| Records for this exercise |
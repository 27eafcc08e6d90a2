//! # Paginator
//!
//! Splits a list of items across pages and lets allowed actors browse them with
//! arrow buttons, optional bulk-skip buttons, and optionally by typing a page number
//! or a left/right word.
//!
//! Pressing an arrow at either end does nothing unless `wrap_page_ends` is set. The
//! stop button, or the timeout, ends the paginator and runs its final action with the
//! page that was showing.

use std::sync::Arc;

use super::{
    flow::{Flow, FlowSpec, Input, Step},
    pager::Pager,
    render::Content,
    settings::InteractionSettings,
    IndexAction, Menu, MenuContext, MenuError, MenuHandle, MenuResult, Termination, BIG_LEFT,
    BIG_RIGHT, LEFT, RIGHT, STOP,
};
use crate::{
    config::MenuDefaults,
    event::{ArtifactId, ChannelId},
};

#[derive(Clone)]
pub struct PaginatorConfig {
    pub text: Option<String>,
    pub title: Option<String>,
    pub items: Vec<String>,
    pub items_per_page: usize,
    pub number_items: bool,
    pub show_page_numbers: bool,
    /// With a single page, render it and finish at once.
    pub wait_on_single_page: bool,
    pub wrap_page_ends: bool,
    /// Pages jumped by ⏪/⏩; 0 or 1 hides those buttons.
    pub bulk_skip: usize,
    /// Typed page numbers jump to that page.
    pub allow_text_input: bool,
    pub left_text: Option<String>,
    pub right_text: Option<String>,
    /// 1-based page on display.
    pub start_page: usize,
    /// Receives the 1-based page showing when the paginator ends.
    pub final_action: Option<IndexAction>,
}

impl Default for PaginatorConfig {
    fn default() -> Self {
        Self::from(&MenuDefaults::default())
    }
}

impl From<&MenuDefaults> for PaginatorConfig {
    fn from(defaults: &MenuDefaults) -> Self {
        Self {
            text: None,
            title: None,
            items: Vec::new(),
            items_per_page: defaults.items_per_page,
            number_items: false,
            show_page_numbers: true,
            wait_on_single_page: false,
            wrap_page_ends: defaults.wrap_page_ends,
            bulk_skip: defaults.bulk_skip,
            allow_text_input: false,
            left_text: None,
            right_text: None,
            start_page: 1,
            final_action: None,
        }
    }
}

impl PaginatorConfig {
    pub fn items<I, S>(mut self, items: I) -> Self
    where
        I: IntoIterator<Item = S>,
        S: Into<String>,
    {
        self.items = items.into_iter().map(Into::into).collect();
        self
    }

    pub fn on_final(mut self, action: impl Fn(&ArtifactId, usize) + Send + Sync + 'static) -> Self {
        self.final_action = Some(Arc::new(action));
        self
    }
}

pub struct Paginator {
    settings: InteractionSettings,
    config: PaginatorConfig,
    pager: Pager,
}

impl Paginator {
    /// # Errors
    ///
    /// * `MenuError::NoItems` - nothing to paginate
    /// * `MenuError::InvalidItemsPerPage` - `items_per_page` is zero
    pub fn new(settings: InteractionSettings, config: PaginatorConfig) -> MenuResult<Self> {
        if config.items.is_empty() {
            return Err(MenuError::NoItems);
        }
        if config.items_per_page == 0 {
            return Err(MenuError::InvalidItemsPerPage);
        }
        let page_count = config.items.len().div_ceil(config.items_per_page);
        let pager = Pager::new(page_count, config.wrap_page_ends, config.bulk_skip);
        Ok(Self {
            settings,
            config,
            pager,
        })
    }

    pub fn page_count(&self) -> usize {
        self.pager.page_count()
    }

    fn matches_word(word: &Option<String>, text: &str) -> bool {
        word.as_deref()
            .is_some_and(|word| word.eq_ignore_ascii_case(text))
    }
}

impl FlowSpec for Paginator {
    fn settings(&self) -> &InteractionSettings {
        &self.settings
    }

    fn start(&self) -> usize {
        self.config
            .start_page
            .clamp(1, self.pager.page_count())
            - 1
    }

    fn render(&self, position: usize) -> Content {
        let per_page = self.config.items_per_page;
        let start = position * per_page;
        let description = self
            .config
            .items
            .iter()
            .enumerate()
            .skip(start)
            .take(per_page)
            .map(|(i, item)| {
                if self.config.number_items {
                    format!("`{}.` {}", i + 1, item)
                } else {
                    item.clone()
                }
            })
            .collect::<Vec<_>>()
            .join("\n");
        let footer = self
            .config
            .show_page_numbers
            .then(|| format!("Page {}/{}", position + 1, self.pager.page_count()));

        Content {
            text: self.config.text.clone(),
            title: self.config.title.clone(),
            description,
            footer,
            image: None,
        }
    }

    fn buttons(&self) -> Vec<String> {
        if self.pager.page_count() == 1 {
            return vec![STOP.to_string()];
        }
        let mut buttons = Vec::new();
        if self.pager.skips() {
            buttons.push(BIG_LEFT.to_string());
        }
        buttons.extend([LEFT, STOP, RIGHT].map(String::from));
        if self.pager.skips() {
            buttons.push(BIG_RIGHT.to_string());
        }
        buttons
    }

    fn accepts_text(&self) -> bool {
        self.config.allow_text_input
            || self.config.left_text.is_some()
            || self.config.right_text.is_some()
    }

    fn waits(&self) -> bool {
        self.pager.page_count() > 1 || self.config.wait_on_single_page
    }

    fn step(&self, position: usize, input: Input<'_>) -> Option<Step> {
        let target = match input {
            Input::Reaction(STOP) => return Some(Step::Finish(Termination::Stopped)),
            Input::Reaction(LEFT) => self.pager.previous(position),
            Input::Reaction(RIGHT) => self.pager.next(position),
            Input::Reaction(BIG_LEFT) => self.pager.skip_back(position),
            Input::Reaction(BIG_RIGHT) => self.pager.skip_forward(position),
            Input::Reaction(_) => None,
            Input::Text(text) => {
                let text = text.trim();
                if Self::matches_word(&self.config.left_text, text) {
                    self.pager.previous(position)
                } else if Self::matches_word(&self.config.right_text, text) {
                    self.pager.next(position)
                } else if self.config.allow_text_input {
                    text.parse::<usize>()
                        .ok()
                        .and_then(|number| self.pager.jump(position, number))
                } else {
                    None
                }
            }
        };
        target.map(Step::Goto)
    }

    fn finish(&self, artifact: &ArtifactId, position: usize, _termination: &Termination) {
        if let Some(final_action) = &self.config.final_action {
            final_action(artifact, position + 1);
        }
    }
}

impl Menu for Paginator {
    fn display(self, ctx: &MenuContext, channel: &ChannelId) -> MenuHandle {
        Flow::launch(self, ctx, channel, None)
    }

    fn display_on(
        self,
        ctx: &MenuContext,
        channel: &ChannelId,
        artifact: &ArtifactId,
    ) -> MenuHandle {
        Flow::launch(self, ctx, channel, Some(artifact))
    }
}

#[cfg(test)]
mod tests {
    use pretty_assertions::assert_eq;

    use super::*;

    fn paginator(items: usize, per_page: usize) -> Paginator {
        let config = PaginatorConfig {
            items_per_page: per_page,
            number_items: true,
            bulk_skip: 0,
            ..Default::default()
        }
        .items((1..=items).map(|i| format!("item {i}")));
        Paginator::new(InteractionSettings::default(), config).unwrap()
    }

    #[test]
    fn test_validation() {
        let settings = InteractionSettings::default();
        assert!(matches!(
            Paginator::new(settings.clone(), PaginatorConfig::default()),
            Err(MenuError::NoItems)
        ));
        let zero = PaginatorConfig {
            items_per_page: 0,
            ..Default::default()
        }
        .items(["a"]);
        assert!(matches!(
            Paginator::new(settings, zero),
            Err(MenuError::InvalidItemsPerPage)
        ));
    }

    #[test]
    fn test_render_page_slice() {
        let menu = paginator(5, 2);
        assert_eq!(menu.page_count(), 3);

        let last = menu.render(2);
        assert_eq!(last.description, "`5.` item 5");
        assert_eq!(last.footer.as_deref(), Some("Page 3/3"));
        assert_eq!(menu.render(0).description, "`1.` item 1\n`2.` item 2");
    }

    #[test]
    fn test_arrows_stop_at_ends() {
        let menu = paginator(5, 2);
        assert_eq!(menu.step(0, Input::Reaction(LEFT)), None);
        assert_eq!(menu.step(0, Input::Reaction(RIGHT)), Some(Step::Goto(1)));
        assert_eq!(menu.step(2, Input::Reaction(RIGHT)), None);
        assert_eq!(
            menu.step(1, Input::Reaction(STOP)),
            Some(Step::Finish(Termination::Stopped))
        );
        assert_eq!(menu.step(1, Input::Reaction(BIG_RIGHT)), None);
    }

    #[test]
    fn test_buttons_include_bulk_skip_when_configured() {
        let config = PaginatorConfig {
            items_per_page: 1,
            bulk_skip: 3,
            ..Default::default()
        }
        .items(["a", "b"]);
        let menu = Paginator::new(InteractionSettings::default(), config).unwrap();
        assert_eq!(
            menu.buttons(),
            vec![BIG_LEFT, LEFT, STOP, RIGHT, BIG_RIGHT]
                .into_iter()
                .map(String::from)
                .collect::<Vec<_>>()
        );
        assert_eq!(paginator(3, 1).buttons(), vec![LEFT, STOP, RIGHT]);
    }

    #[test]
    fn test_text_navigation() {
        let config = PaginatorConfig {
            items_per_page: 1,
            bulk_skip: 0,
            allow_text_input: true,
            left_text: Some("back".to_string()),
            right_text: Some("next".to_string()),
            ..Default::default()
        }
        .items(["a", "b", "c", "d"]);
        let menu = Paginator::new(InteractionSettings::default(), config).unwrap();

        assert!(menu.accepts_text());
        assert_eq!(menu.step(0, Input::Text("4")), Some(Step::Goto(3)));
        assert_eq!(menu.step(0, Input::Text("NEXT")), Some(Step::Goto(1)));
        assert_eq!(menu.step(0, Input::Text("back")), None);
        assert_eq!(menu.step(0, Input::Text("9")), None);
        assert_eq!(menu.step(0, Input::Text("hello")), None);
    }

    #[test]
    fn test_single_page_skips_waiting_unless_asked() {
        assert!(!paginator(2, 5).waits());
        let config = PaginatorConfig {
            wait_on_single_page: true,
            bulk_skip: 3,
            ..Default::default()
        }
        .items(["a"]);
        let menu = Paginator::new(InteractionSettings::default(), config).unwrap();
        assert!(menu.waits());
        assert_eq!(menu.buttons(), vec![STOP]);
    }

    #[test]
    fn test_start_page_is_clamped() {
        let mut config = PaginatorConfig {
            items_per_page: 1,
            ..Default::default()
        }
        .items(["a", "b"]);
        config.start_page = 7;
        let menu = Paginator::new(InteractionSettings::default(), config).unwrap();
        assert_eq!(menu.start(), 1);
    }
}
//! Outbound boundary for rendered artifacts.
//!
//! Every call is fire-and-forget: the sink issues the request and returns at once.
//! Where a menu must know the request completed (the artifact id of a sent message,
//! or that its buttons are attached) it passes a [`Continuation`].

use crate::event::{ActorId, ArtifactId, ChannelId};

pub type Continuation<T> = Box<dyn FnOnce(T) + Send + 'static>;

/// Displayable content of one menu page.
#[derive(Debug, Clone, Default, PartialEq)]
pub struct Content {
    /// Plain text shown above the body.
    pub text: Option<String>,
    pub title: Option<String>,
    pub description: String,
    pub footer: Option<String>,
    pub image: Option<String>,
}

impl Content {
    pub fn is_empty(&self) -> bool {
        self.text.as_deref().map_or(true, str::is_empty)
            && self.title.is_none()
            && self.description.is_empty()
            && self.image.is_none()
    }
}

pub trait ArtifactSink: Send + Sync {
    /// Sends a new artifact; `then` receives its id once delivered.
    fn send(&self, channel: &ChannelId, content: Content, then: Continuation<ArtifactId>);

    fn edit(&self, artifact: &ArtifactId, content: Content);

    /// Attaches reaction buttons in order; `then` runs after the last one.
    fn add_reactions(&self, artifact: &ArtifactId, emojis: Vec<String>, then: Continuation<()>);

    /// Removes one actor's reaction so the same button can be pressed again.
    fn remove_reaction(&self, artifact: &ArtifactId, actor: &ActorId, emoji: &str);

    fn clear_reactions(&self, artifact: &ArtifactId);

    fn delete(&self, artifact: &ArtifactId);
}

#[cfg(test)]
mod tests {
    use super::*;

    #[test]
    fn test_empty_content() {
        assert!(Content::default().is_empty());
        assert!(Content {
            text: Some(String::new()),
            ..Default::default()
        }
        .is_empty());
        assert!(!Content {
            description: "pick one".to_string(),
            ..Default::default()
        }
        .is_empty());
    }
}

| Task instructions |
Every line that holds the word "ArtifactId" should be copied from the records above.

| The answer |
    event::{ArtifactId, ChannelId},
    pub fn on_final(mut self, action: impl Fn(&ArtifactId, usize) + Send + Sync + 'static) -> Self {
    fn finish(&self, artifact: &ArtifactId, position: usize, _termination: &Termination) {
        artifact: &ArtifactId,
use crate::event::{ActorId, ArtifactId, ChannelId};
    fn send(&self, channel: &ChannelId, content: Content, then: Continuation<ArtifactId>);
    fn edit(&self, artifact: &ArtifactId, content: Content);
    fn add_reactions(&self, artifact: &ArtifactId, emojis: Vec<String>, then: Continuation<()>);
    fn remove_reaction(&self, artifact: &ArtifactId, actor: &ActorId, emoji: &str);
    fn clear_reactions(&self, artifact: &ArtifactId);
    fn delete(&self, artifact: &ArtifactId);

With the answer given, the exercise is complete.